(Stored entries)
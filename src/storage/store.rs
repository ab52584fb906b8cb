//! Durable storage for the application state
//!
//! The whole state is a single JSON record under a fixed key:
//! ```text
//! {data_dir}/
//! └── {storage_key}.json
//! ```

use std::fs;
use std::path::PathBuf;
use std::sync::{Arc, Mutex};

use chrono::Utc;
use thiserror::Error;

use super::state::AppState;

/// Storage key of the state record
pub const STORAGE_KEY: &str = "wordgarden_v3";

#[derive(Error, Debug)]
pub enum StorageError {
    #[error("IO error: {0}")]
    Io(#[from] std::io::Error),

    #[error("JSON error: {0}")]
    Json(#[from] serde_json::Error),

    #[error("Data directory not found")]
    DataDirNotFound,

    #[error("Store unavailable: {0}")]
    Unavailable(String),
}

pub type Result<T> = std::result::Result<T, StorageError>;

/// A place the full application state can be read from and written to
pub trait StateStore: Send {
    /// Read the stored state, `None` if nothing has been saved yet
    fn load(&self) -> Result<Option<AppState>>;

    /// Replace the stored state
    fn save(&self, state: &AppState) -> Result<()>;

    /// Move an unreadable record out of the way so a fresh state can be saved
    /// without destroying it. Returns where the old record went, if anywhere.
    fn set_aside(&self) -> Result<Option<String>>;
}

/// State stored as a pretty-printed JSON file
pub struct JsonFileStore {
    base_path: PathBuf,
    key: String,
}

impl JsonFileStore {
    pub fn new(base_path: PathBuf) -> Self {
        Self::with_key(base_path, STORAGE_KEY)
    }

    pub fn with_key(base_path: PathBuf, key: &str) -> Self {
        Self {
            base_path,
            key: key.to_string(),
        }
    }

    /// Get the default data directory
    pub fn default_data_dir() -> Result<PathBuf> {
        dirs::data_local_dir()
            .map(|p| p.join("wordgarden"))
            .ok_or(StorageError::DataDirNotFound)
    }

    /// Path of the state file
    pub fn state_path(&self) -> PathBuf {
        self.base_path.join(format!("{}.json", self.key))
    }
}

impl StateStore for JsonFileStore {
    fn load(&self) -> Result<Option<AppState>> {
        let path = self.state_path();
        if !path.exists() {
            return Ok(None);
        }

        let content = fs::read_to_string(&path)?;
        let state: AppState = serde_json::from_str(&content)?;
        Ok(Some(state))
    }

    fn save(&self, state: &AppState) -> Result<()> {
        fs::create_dir_all(&self.base_path)?;
        fs::write(self.state_path(), serde_json::to_string_pretty(state)?)?;
        Ok(())
    }

    fn set_aside(&self) -> Result<Option<String>> {
        let path = self.state_path();
        if !path.exists() {
            return Ok(None);
        }

        let backup = self.base_path.join(format!(
            "{}.json.corrupt-{}",
            self.key,
            Utc::now().format("%Y%m%d%H%M%S%3f")
        ));
        fs::rename(&path, &backup)?;
        log::warn!("storage: moved unreadable state to {}", backup.display());
        Ok(Some(backup.display().to_string()))
    }
}

/// In-memory store. Clones share the same slot, so a test can keep a handle
/// and inspect what a session wrote.
#[derive(Clone, Default)]
pub struct MemoryStore {
    inner: Arc<Mutex<MemorySlot>>,
}

#[derive(Default)]
struct MemorySlot {
    json: Option<String>,
    set_aside: Option<String>,
    saves: usize,
    fail_saves: bool,
}

impl MemoryStore {
    pub fn new() -> Self {
        Self::default()
    }

    /// Store seeded with raw JSON, as if written by an earlier version
    pub fn with_json(json: &str) -> Self {
        let store = Self::default();
        store.lock().json = Some(json.to_string());
        store
    }

    /// Number of successful saves so far
    pub fn saves(&self) -> usize {
        self.lock().saves
    }

    /// Make every following save fail
    pub fn fail_saves(&self, fail: bool) {
        self.lock().fail_saves = fail;
    }

    /// Record moved away by the last `set_aside`
    pub fn set_aside_json(&self) -> Option<String> {
        self.lock().set_aside.clone()
    }

    fn lock(&self) -> std::sync::MutexGuard<'_, MemorySlot> {
        // A poisoned slot still holds valid data
        self.inner.lock().unwrap_or_else(|e| e.into_inner())
    }
}

impl StateStore for MemoryStore {
    fn load(&self) -> Result<Option<AppState>> {
        match self.lock().json.as_deref() {
            Some(json) => Ok(Some(serde_json::from_str(json)?)),
            None => Ok(None),
        }
    }

    fn save(&self, state: &AppState) -> Result<()> {
        let json = serde_json::to_string(state)?;
        let mut slot = self.lock();
        if slot.fail_saves {
            return Err(StorageError::Unavailable("memory store set to fail".to_string()));
        }
        slot.json = Some(json);
        slot.saves += 1;
        Ok(())
    }

    fn set_aside(&self) -> Result<Option<String>> {
        let mut slot = self.lock();
        match slot.json.take() {
            Some(json) => {
                slot.set_aside = Some(json);
                Ok(Some("memory".to_string()))
            }
            None => Ok(None),
        }
    }
}
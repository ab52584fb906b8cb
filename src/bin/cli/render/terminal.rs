/// ANSI color codes
pub struct Color;

impl Color {
    pub const RESET: &str = "\x1b[0m";
    pub const BOLD: &str = "\x1b[1m";
    pub const DIM: &str = "\x1b[2m";
    pub const RED: &str = "\x1b[31m";
    pub const GREEN: &str = "\x1b[32m";
    pub const YELLOW: &str = "\x1b[33m";
}

/// Wrap `text` in a color when colors are on
pub fn paint(text: &str, color: &str, use_color: bool) -> String {
    if use_color {
        format!("{}{}{}", color, text, Color::RESET)
    } else {
        text.to_string()
    }
}

/// Fixed-width bar for a fraction in [0, 1]
pub fn progress_bar(fraction: f64, width: usize) -> String {
    let filled = ((fraction.clamp(0.0, 1.0) * width as f64).round() as usize).min(width);
    format!("[{}{}]", "#".repeat(filled), "-".repeat(width - filled))
}

#[cfg(test)]
mod tests {
    use super::*;

    #[test]
    fn test_progress_bar() {
        assert_eq!(progress_bar(0.0, 4), "[----]");
        assert_eq!(progress_bar(0.5, 4), "[##--]");
        assert_eq!(progress_bar(3.0, 4), "[####]");
    }

    #[test]
    fn test_paint_plain() {
        assert_eq!(paint("hi", Color::GREEN, false), "hi");
        assert_eq!(paint("hi", Color::GREEN, true), "\x1b[32mhi\x1b[0m");
    }
}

Work to be completed: Some of the data mentions "StorageError". Copy every line where it does.

Task answer:
pub enum StorageError {
pub type Result<T> = std::result::Result<T, StorageError>;
            .ok_or(StorageError::DataDirNotFound)
            return Err(StorageError::Unavailable("memory store set to fail".to_string()));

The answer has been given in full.